She stopped, and laid her hand upon his golden head, and then bent down and kissed his brow with a chastened abandonment of tenderness that would have been beautiful to behold had not the sight cut me to the heart—for I was jealous!
XVIII
“GO, WOMAN!”
Then followed a silence of a minute or so, during which She appeared, if one might judge from the almost angelic rapture of her face—for she looked angelic sometimes—to be plunged into a happy ecstasy. Suddenly, however, a new thought struck her, and her expression became the very reverse of angelic.
“Almost had I forgotten,” she said, “that woman, Ustane. What is she to Kallikrates—his servant, or——” and she paused, and her voice trembled.
I shrugged my shoulders. “I understand that she is wed to him according to the custom of the Amahagger,” I answered; “but I know not.”
Her face grew dark as a thunder-cloud. Old as she was, Ayesha had not outlived jealousy.
“Then there is an end,” she said; “she must die, even now!”
“For what crime?” I asked, horrified. “She is guilty of naught that thou art not guilty of thyself, oh Ayesha. She loves the man, and he has been pleased to accept her love: where, then, is her sin?”

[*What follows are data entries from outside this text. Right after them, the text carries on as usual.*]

use anyhow::Result;
use std::path::PathBuf;
use tileferry_container::directory::{ExportOptions, export_directory};
use tileferry_core::TileScheme;

#[derive(clap::Args, Debug)]
#[command(arg_required_else_help = true, disable_version_flag = true)]
pub struct Subcommand {
	/// MBTiles file to export
	#[arg()]
	input_file: PathBuf,

	/// directory to create; must not exist yet
	#[arg()]
	output_dir: PathBuf,

	/// layout of the output directory: tms, xyz or wms
	#[arg(long, value_enum, default_value_t = TileScheme::Tms, display_order = 1)]
	scheme: TileScheme,

	/// file extension of written tiles
	#[arg(long, default_value = "png", display_order = 1)]
	format: String,

	/// wrap UTFGrids in this JSONP callback; empty, "false" and "null" disable wrapping
	#[arg(long, display_order = 2)]
	callback: Option<String>,
}

pub fn run(arguments: &Subcommand) -> Result<()> {
	eprintln!("export {:?} to {:?}", arguments.input_file, arguments.output_dir);

	let options = ExportOptions {
		scheme: arguments.scheme,
		format: arguments.format.clone(),
		callback: arguments.callback.clone(),
	};
	let summary = export_directory(&arguments.input_file, &arguments.output_dir, &options)?;
	log::info!("exported {} tiles and {} grids", summary.tiles, summary.grids);
	Ok(())
}
//! Contains the shared vocabulary of tileferry: tile coordinates, tiles, addressing schemes and
//! progress reporting.
//!
//! Everything in this crate is pure and free of I/O, so it can be used from the storage layer
//! (`tileferry_container`) as well as from the upload pipeline (`tileferry`) without pulling in
//! either of them.

pub mod progress;

pub mod scheme;
pub use scheme::{TileScheme, flip_y, flip_y_checked, join_key};

pub mod types;
pub use types::*;
use parking_lot::Mutex;
use serde::Deserialize;
use std::fmt::Debug;

/// Upload authorization handed out by the token endpoint.
///
/// A token stays usable until an upload with it is answered with `401`.
#[derive(Clone, Deserialize, PartialEq, Eq)]
#[serde(rename_all = "camelCase")]
pub struct UploadToken {
	pub upload_url: String,
	pub authorization_token: String,
}

impl Debug for UploadToken {
	fn fmt(&self, f: &mut std::fmt::Formatter<'_>) -> std::fmt::Result {
		f.debug_struct("UploadToken")
			.field("upload_url", &self.upload_url)
			.finish_non_exhaustive()
	}
}

/// Idle tokens shared by all upload tasks. The most recently returned token is handed out first.
#[derive(Debug, Default)]
pub struct TokenPool {
	tokens: Mutex<Vec<UploadToken>>,
}

impl TokenPool {
	pub fn new() -> TokenPool {
		TokenPool::default()
	}

	pub fn pop(&self) -> Option<UploadToken> {
		self.tokens.lock().pop()
	}

	pub fn push(&self, token: UploadToken) {
		self.tokens.lock().push(token);
	}

	pub fn len(&self) -> usize {
		self.tokens.lock().len()
	}

	pub fn is_empty(&self) -> bool {
		self.tokens.lock().is_empty()
	}
}
//! UTFGrid interactivity tiles.
//!
//! A grid file is a JSON object `{"grid": [...], "keys": [...], "data": {...}}`, optionally
//! wrapped in a JSONP callback (`name({...});`). MBTiles stores the object without `data` in
//! `grids` and every referenced `data` entry as its own `grid_data` row.

use anyhow::{Context, Result};
use regex::Regex;
use serde_json::{Map, Value};
use std::{collections::BTreeMap, sync::LazyLock};
use tileferry_core::TileCoord;

static JSONP: LazyLock<Regex> = LazyLock::new(|| {
	Regex::new(r"^[\w\s=+,./-]+\((\{(?s:.)*\})\);?").expect("JSONP pattern is valid")
});

#[derive(Clone, Debug, PartialEq)]
pub struct UtfGrid {
	pub coord: TileCoord,
	/// The grid object without its `data` member.
	pub body: Map<String, Value>,
	pub data: BTreeMap<String, Value>,
}

impl UtfGrid {
	/// Parses the content of a `.grid.json` file.
	///
	/// Only `data` entries named by a non-empty entry of `keys` are kept.
	pub fn parse(coord: TileCoord, text: &str) -> Result<UtfGrid> {
		let json = match JSONP.captures(text) {
			Some(captures) => captures.get(1).map_or(text, |m| m.as_str()),
			None => text,
		};

		let value: Value = serde_json::from_str(json).with_context(|| format!("parsing grid {coord:?}"))?;
		let Value::Object(mut body) = value else {
			anyhow::bail!("grid {coord:?} is not a JSON object");
		};

		let mut all_data = match body.remove("data") {
			Some(Value::Object(data)) => data,
			_ => Map::new(),
		};

		let mut data = BTreeMap::new();
		let keys = body.get("keys").and_then(Value::as_array).cloned().unwrap_or_default();
		for key in keys.iter().filter_map(Value::as_str).filter(|key| !key.is_empty()) {
			match all_data.remove(key) {
				Some(value) => {
					data.insert(key.to_string(), value);
				}
				None => log::debug!("grid {coord:?} has no data for key '{key}'"),
			}
		}

		Ok(UtfGrid { coord, body, data })
	}

	/// The complete grid object with `data` joined back in.
	pub fn to_json(&self) -> Value {
		let mut object = self.body.clone();
		let data: Map<String, Value> = self.data.clone().into_iter().collect();
		object.insert("data".to_string(), Value::Object(data));
		Value::Object(object)
	}

	/// File content for export: wrapped as `callback(...);` unless the callback is absent,
	/// empty, `false` or `null`.
	pub fn to_text(&self, callback: Option<&str>) -> String {
		let json = self.to_json().to_string();
		match callback {
			None | Some("" | "false" | "null") => json,
			Some(callback) => format!("{callback}({json});"),
		}
	}
}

“Truly, oh Holly, thou art foolish,” she answered, almost petulantly. “Where is her sin? Her sin is that she stands between me and my desire. Well, I know that I can take him from her—for dwells there a man upon this earth, oh Holly, who could resist me if I put out my strength? Men are faithful for so long only as temptations pass them by. If the temptation be but strong enough, then will the man yield, for every man, like every rope, hath his breaking strain, and passion is to men what gold and power are to women—the weight upon their weakness. Believe me, ill will it go with mortal woman in that heaven of which thou speakest, if only the spirits be more fair, for their lords will never turn to look upon them, and their Heaven will become their Hell. For man can be bought with woman’s beauty, if it be but beautiful enough; and woman’s beauty can be ever bought with gold, if only there be gold enough. So was it in my day, and so it will be to the end of time. The world is a great mart, my Holly, where all things are for sale to whom who bids the highest in the currency of our desires.”
These remarks, which were as cynical as might have been expected from a woman of Ayesha’s age and experience, jarred upon me, and I answered, testily, that in our heaven there was no marriage or giving in marriage.